What’s Next: Nearly 3,000 government, business, and civic leaders from 130 countries are at the annual conference in Davos, with this year’s theme being “A Spirit of Dialogue.” Trump is expected to speak to the gathering on Wednesday.
—Liz Moyer and Janet H. Cho
Netflix Reports Earnings Amid Fight Over Warner Bros. Discovery
Netflix will report its fourth-quarter earnings and its 2026 guidance this afternoon, as it weighs revising its bid for Warner Bros. Discovery to an all-cash offer as a way to fend off a rival,
but hostile, offer for all of Warner Bros. Discovery from Paramount Skydance.
- Goldman Sachs analyst Eric Sheridan says Netflix is expected to
report a solid end to 2025 as management executes on core strategies, including offering original content to drive user engagement and growth and building out its live entertainment and gaming businesses.
- But investors will also be listening for any updates on the deal. Netflix last month agreed to buy Warner Bros.’s
studios and HBO Max streaming assets for $27.75 a share—$23.25 in cash, with the balance in Netflix stock, spinning off Warner’s Discovery Global cable business. Paramount has offered $30 a share in cash.
- Paramount has made several competing offers, which Warner has told shareholders to reject.
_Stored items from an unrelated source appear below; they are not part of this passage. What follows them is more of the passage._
impl ShellWindow {
    pub fn new(store: ConfigStore, host: EmulatorHost) -> Self {
        Self {
            store,
            host,
            window: None,
            overlay: OverlayDrawer::new(),
            binding: PresenterBinding::new(),
            profiler: FrameProfiler::new(),
            settings_panel: SettingsPanel::new(),
            recent: RecentContentList::new(),
            emulator_initialized: false,
            initializing_shader_storage: false,
            base_title: BASE_TITLE.to_string(),
            pending_launch: None,
            ctrl_down: false,
            fatal: None,
        }
    }

    /// Queue content to launch once the shell is up.
    pub fn set_pending_launch(&mut self, path: Option<PathBuf>) {
        self.pending_launch = path;
    }

    /// Open a window with no native backend, for windowless operation.
    pub fn open_headless(&mut self) {
        self.window = Some(Rc::new(RefCell::new(PlatformWindow::headless())));
    }

    /// Replace the recent-content list, e.g. with one loaded from disk.
    pub fn set_recent_content(&mut self, recent: RecentContentList) {
        self.recent = recent;
    }

    pub fn recent_content(&self) -> &RecentContentList {
        &self.recent
    }

    pub fn store(&self) -> &ConfigStore {
        &self.store
    }

    pub fn host(&self) -> &EmulatorHost {
        &self.host
    }

    pub fn host_mut(&mut self) -> &mut EmulatorHost {
        &mut self.host
    }

    pub fn binding(&self) -> &PresenterBinding {
        &self.binding
    }

    pub fn profiler(&self) -> &FrameProfiler {
        &self.profiler
    }

    pub fn settings_panel(&self) -> &SettingsPanel {
        &self.settings_panel
    }

    pub fn window(&self) -> Option<&Rc<RefCell<PlatformWindow>>> {
        self.window.as_ref()
    }

    pub fn is_emulator_initialized(&self) -> bool {
        self.emulator_initialized
    }

    fn graphics_presenter(&self) -> Option<Rc<RefCell<Presenter>>> {
        self.host
            .graphics_system()
            .and_then(|graphics| graphics.presenter())
    }

    fn command_pipeline(&self) -> Option<Rc<RefCell<CommandPipeline>>> {
        self.host
            .graphics_system()
            .and_then(|graphics| graphics.command_pipeline())
    }

    /// Build a display configuration from the store's current values.
    pub fn display_config_from_store(&self) -> DisplayConfig {
        let mut config = DisplayConfig::new();
        config.set_allow_overscan_cutoff(true);
        config.set_effect(ScalingEffect::from_token(
            self.store.str_value(keys::POSTPROCESS_SCALING_AND_SHARPENING),
        ));
        config.set_cas_additional_sharpness(
            self.store
                .float_value(keys::POSTPROCESS_CAS_ADDITIONAL_SHARPNESS) as f32,
        );
        config.set_fsr_max_upsampling_passes(
            self.store
                .uint_value(keys::POSTPROCESS_FSR_MAX_UPSAMPLING_PASSES),
        );
        config.set_fsr_sharpness_reduction(
            self.store
                .float_value(keys::POSTPROCESS_FSR_SHARPNESS_REDUCTION) as f32,
        );
        config.set_dither(self.store.bool_value(keys::POSTPROCESS_DITHER));
        config
    }

    /// Push the store's settings to the rendering pipeline and presenter.
    ///
    /// One-directional: never writes the store, so an external reload
    /// cannot echo back into it.
    pub fn reconcile_from_store(&self) {
        let Some(graphics) = self.host.graphics_system() else {
            return;
        };
        if let Some(pipeline) = graphics.command_pipeline() {
            pipeline
                .borrow_mut()
                .set_desired_antialias_effect(AntialiasEffect::from_token(
                    self.store.str_value(keys::POSTPROCESS_ANTIALIASING),
                ));
        }
        if let Some(presenter) = graphics.presenter() {
            presenter
                .borrow_mut()
                .set_display_config(self.display_config_from_store());
        }
    }

    /// Apply a settings-panel edit.
    ///
    /// The full edited state goes to the pipeline and presenter
    /// unconditionally. The store receives only the fields the user
    /// touched in this edit: the delta between the configuration the
    /// presenter held before the edit and the edit itself. Untouched
    /// fields are left alone even when their stored value has drifted
    /// from the live one, so a concurrent writer's changes are not
    /// clobbered.
    pub fn apply_edit(&mut self, edit: PanelEdit) {
        if let Some(new_antialias) = edit.antialias {
            let mut touched = false;
            if let Some(pipeline) = self.command_pipeline() {
                let before = pipeline.borrow().desired_antialias_effect();
                if before != new_antialias {
                    touched = true;
                    pipeline
                        .borrow_mut()
                        .set_desired_antialias_effect(new_antialias);
                }
            }
            if touched {
                self.store
                    .set_str(keys::POSTPROCESS_ANTIALIASING, new_antialias.token());
            }
        }

        if let Some(new_config) = edit.config {
            let Some(presenter) = self.graphics_presenter() else {
                return;
            };
            // Snapshot the live config before pushing the edit; the
            // delta between the two is what the user touched.
            let before = presenter.borrow().display_config();
            presenter.borrow_mut().set_display_config(new_config);

            if before.effect() != new_config.effect() {
                self.store.set_str(
                    keys::POSTPROCESS_SCALING_AND_SHARPENING,
                    new_config.effect().token(),
                );
            }
            if before.cas_additional_sharpness() != new_config.cas_additional_sharpness() {
                self.store.set_float(
                    keys::POSTPROCESS_CAS_ADDITIONAL_SHARPNESS,
                    new_config.cas_additional_sharpness() as f64,
                );
            }
            if before.fsr_sharpness_reduction() != new_config.fsr_sharpness_reduction() {
                self.store.set_float(
                    keys::POSTPROCESS_FSR_SHARPNESS_REDUCTION,
                    new_config.fsr_sharpness_reduction() as f64,
                );
            }
            if before.dither() != new_config.dither() {
                self.store.set_bool(keys::POSTPROCESS_DITHER, new_config.dither());
            }
            // The maximum FSR pass count is not panel-editable and is
            // never written back.
        }
    }

    /// Bind presenter painting to the window.
    ///
    /// Idempotent; a missing window or presenter leaves painting
    /// detached until the dependency appears.
    pub fn attach_presenter_painting(&mut self) {
        let presenter = self.graphics_presenter();
        if self.window.is_some() && presenter.is_some() {
            self.reconcile_from_store();
        }
        let window = self.window.clone();
        self.binding
            .setup(window.as_ref(), presenter, &mut self.overlay, &mut self.profiler);
        self.update_title();
    }

    /// Detach presenter painting. Idempotent.
    pub fn detach_presenter_painting(&mut self) {
        self.binding.shutdown(&mut self.overlay, &mut self.profiler);
    }

    /// Callback from the config-reload subsystem, after an external
    /// reload has completed.
    pub fn on_config_reloaded(&mut self) {
        self.reconcile_from_store();
    }

    /// The host has finished initializing: unlock the full action table
    /// and honor the persisted fullscreen preference.
    pub fn on_emulator_initialized(&mut self) {
        self.emulator_initialized = true;
        if self.store.bool_value(keys::FULLSCREEN) {
            self.set_fullscreen(true);
        }
        self.update_title();
    }

    pub fn set_initializing_shader_storage(&mut self, initializing: bool) {
        if self.initializing_shader_storage == initializing {
            return;
        }
        self.initializing_shader_storage = initializing;
        self.update_title();
    }

    /// Recompose the window title from current inputs and push it.
    pub fn update_title(&mut self) {
        let backend_name = self
            .binding
            .presenter()
            .map(|presenter| presenter.borrow().backend_name().to_string())
            .or_else(|| {
                self.host
                    .graphics_system()
                    .map(|graphics| graphics.name().to_string())
            });
        let title = compose_title(&TitleInfo {
            base_title: &self.base_title,
            title_open: self.host.is_title_open(),
            title_id: self.host.title_id(),
            title_version: self.host.title_version(),
            title_name: self.host.title_name(),
            backend_name: backend_name.as_deref(),
            time_scalar: self.host.time_scalar(),
            initializing_shader_storage: self.initializing_shader_storage,
            any_patch_applied: self.host.any_patch_applied(),
        });
        if let Some(window) = &self.window {
            window.borrow_mut().set_title(&title);
        }
    }

    pub fn set_fullscreen(&mut self, fullscreen: bool) {
        let Some(window) = &self.window else {
            return;
        };
        if window.borrow().is_fullscreen() == fullscreen {
            return;
        }
        window.borrow_mut().set_fullscreen(fullscreen);
    }

    pub fn toggle_fullscreen(&mut self) {
        let fullscreen = self
            .window
            .as_ref()
            .map(|window| window.borrow().is_fullscreen())
            .unwrap_or(false);
        self.set_fullscreen(!fullscreen);
    }

    /// Dispatch one action from the table.
    ///
    /// Until the host reports initialized, only window-chrome actions
    /// dispatch; everything else is a no-op.
    pub fn invoke_action(&mut self, id: ActionId, event_loop: Option<&ActiveEventLoop>) {
        if !actions::is_enabled(id, self.emulator_initialized) {
            return;
        }
        match id {
            ActionId::OpenContent => {
                tracing::info!(
                    "select content by dropping a file onto the window \
                     or passing a path on the command line"
                );
            }
            ActionId::CloseContent => {
                if self.host.is_title_open() {
                    self.host.terminate_title();
                    self.update_title();
                }
            }
            ActionId::ShowContentDirectory => self.show_content_directory(),
            ActionId::Exit => {
                if let Some(event_loop) = event_loop {
                    event_loop.exit();
                }
            }
            ActionId::TimeScalarReset => {
                self.host.set_time_scalar(1.0);
                self.update_title();
            }
            ActionId::TimeScalarHalf => {
                let scalar = self.host.time_scalar();
                self.host.set_time_scalar(scalar / 2.0);
                self.update_title();
            }
            ActionId::TimeScalarDouble => {
                let scalar = self.host.time_scalar();
                self.host.set_time_scalar(scalar * 2.0);
                self.update_title();
            }
            ActionId::ToggleProfilerDisplay => self.profiler.toggle_display(),
            ActionId::ToggleProfilerPause => self.profiler.toggle_pause(),
            ActionId::GpuTraceFrame => {
                if let Some(pipeline) = self.command_pipeline() {
                    pipeline.borrow_mut().request_frame_trace();
                }
            }
            ActionId::GpuClearCaches => {
                if let Some(pipeline) = self.command_pipeline() {
                    pipeline.borrow_mut().clear_caches();
                }
            }
            ActionId::TogglePostprocessPanel => self.settings_panel.toggle(),
            ActionId::ToggleFullscreen => self.toggle_fullscreen(),
        }
    }

    fn show_content_directory(&self) {
        let content_root = PathBuf::from("content");
        let target = if self.host.is_title_open() {
            content_root.join(format!("{:08X}", self.host.title_id()))
        } else {
            content_root
        };
        if let Err(err) = std::fs::create_dir_all(&target) {
            tracing::warn!("could not create content directory: {}", err);
            return;
        }
        tracing::info!("content directory: {}", target.display());
    }

    fn on_key_down(&mut self, code: KeyCode, ctrl: bool, event_loop: &ActiveEventLoop) {
        if code == KeyCode::Escape {
            // Escape leaves fullscreen but never enters it.
            let fullscreen = self
                .window
                .as_ref()
                .map(|window| window.borrow().is_fullscreen())
                .unwrap_or(false);
            if fullscreen {
                self.set_fullscreen(false);
            }
            return;
        }
        if let Some(id) = actions::action_for_chord(code, ctrl) {
            self.invoke_action(id, Some(event_loop));
        }
    }

    /// Launch dropped or queued content.
    pub fn file_drop(&mut self, path: PathBuf) {
        if !self.emulator_initialized {
            return;
        }
        match self.host.launch(&path) {
            Ok(()) => {
                self.recent.add(&path);
                // The title's config overlay has been applied by the
                // reload subsystem at this point.
                if let Err(err) = self.store.reload() {
                    tracing::debug!("config reload skipped: {}", err);
                }
                self.on_config_reloaded();
                self.update_title();
            }
            Err(err) => tracing::error!("failed to launch content: {}", err),
        }
    }

    fn redraw(&mut self, event_loop: &ActiveEventLoop) {
        let Some(window_rc) = self.window.clone() else {
            return;
        };
        let native = window_rc.borrow().native().cloned();
        let Some(native) = native else {
            return;
        };

        let has_graphics = self.host.graphics_system().is_some();
        let current_config = self
            .graphics_presenter()
            .map(|presenter| presenter.borrow().display_config());
        let current_antialias = self
            .command_pipeline()
            .map(|pipeline| pipeline.borrow().desired_antialias_effect());
        let initialized = self.emulator_initialized;

        let mut clicked = Vec::new();
        let mut recent_clicked = None;
        let mut edit = None;
        let frame = {
            let overlay = &mut self.overlay;
            let panel = &mut self.settings_panel;
            let profiler = &self.profiler;
            let recent = &self.recent;
            overlay.run(&native, |ctx| {
                (clicked, recent_clicked) = menu_bar_ui(ctx, initialized, recent);
                if has_graphics {
                    edit = panel.show(ctx, current_config, current_antialias);
                }
                profiler.show(ctx);
            })
        };

        if let Some(edit) = edit {
            self.apply_edit(edit);
        }
        for id in clicked {
            self.invoke_action(id, Some(event_loop));
        }
        if let Some(path) = recent_clicked {
            self.file_drop(path);
        }

        if let Some((presenter, renderer)) = self.binding.painting_mut() {
            presenter.borrow_mut().paint(renderer, frame);
        }
        self.profiler.record_frame();

        native.request_redraw();
    }
}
President Trump said last month that Netflix’s buying Warner Bros. “could be a problem,” and that he’ll “be involved” in the regulatory approval needed to approve the merger.
- Trump bought up to $2 million of Netflix and Warner Bros. Discovery bonds in mid-December, days after Netflix agreed to buy Warner’s studios and streaming business for $72 billion, The Wall Street Journal reported, citing White House disclosures. The administration didn’t say whether the trades were executed on Trump’s behalf.
What’s Next: Netflix will host a live interview with Co-CEOs Ted Sarandos and Greg Peters, CFO Spence Neumann, and VP, Finance/IR and Corporate Development Spencer Wang. Analysts expect Netflix to report earnings of 57 cents a share on $11.97 billion in revenue, and 330.5 million subscribers, according to FactSet.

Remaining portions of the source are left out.